What the window can tell you is behavioral, and behavior is enough. Did he name a real horizon or dodge every version of the question. Did he hold the small floor he agreed to, or let even that go silent. Did he come back, or did the deal close and nothing change. You are not diagnosing his heart. You are watching what he does with a countdown, which is more honest than anything he could say inside it. If you are unsure how much of a crunch to absorb before deciding, how long to tolerate a temporary work crunch gives you a way to set the limit in advance.

The conversation that sets the plan

You do not need a summit. You need one calm message before the worst of it, or in a quiet hour during it.

I know this deal is going to eat the next few weeks, and I am not asking you to work less. I just want to know roughly when it is meant to close, so I can plan around it instead of guessing. Can we keep one thing through it, even something small like a call on Sundays? And when it is done, I would like a real weekend, not straight back to normal. That is it.

Send it, then stop managing it. You have named the window, proposed a floor, and put re-entry on the table. His reply, and more importantly the next few weeks of behavior, will answer the question you actually have.

Do not soften it into nothing. Do not stack three more messages on top because the silence scared you. The plan only works if you let it sit and do its job.

Reading the days after the deal closes

The deal closes. This is the reading you have been waiting for.

Watch the first two weeks after the signing dinner, not the signing dinner itself. Relief is easy. Anyone can be warm for one night when the pressure lifts. What you are reading is whether the connection reinflates on its own or stays flat once his calendar is his again. Does he rebook what the deal broke without being asked. Does the Sunday call become a Saturday plan. Does the man reappear, or just the free time.

A phase ends and the relationship comes back. A lifestyle ends one deal and starts the next with no return in between. The difference does not show up in the apology. It shows up in the calendar the following month.

When the deal is not a deal

Sometimes the deal is a permanent condition wearing a temporary word.

There is always a closing. There is always a diligence fire. The window you named never actually ends, it just renames itself, and the re-entry you agreed to never arrives. That is not a corporate lawyer during a deal. That is a corporate lawyer whose life has no version where you get the return, and the profession has become the reason nothing changes. Dating an entrepreneur and its structural read apply here as much as any legal specialty, because the pattern is not about the job title, it is about whether the intensity is bounded or endless.

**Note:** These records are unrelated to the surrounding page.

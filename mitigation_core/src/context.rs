//! EvaluationContext - Source/target tags gathered for a single evaluation

use crate::types::TagSet;
use serde::{Deserialize, Serialize};

/// Tags captured from the source and target of a damage application
///
/// The baseline curve does not read these. They travel with every call so
/// tag-gated rule variants can be added without changing call signatures.
#[derive(Debug, Clone, Default, PartialEq, Serialize, Deserialize)]
pub struct EvaluationContext {
    #[serde(default)]
    pub source_tags: TagSet,
    #[serde(default)]
    pub target_tags: TagSet,
}

impl EvaluationContext {
    /// Create a context with no tags
    pub fn new() -> Self {
        Self::default()
    }

    pub fn with_source_tags(mut self, tags: TagSet) -> Self {
        self.source_tags = tags;
        self
    }

    pub fn with_target_tags(mut self, tags: TagSet) -> Self {
        self.target_tags = tags;
        self
    }

    pub fn has_source_tag(&self, tag: &str) -> bool {
        self.source_tags.contains(tag)
    }

    pub fn has_target_tag(&self, tag: &str) -> bool {
        self.target_tags.contains(tag)
    }
}

#[cfg(test)]
mod tests {
    use super::*;

    #[test]
    fn test_empty_context() {
        let context = EvaluationContext::new();
        assert!(context.source_tags.is_empty());
        assert!(context.target_tags.is_empty());
    }

    #[test]
    fn test_builder_sets_tags() {
        let context = EvaluationContext::new()
            .with_source_tags(["ability:melee"].into_iter().collect())
            .with_target_tags(["status:vulnerable", "team:red"].into_iter().collect());

        assert!(context.has_source_tag("ability:melee"));
        assert!(context.has_target_tag("status:vulnerable"));
        assert!(!context.has_source_tag("status:vulnerable"));
        assert_eq!(context.target_tags.len(), 2);
    }

    #[test]
    fn test_deserialize_missing_tags() {
        let context: EvaluationContext =
            serde_json::from_str(r#"{"target_tags": ["status:vulnerable"]}"#).unwrap();
        assert!(context.source_tags.is_empty());
        assert!(context.has_target_tag("status:vulnerable"));
    }
}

A finance sibling, dating an investment banker, runs on the same deal-cycle logic if you want to compare the two.

You are allowed to decide a life of back-to-back closings is not the life you want, without proving he did anything wrong. This never has a version where I get more than the leftovers is a complete reason.

But do not decide it during the deal. Name the window, hold your own life through it, and let the days after the close tell you which man you have.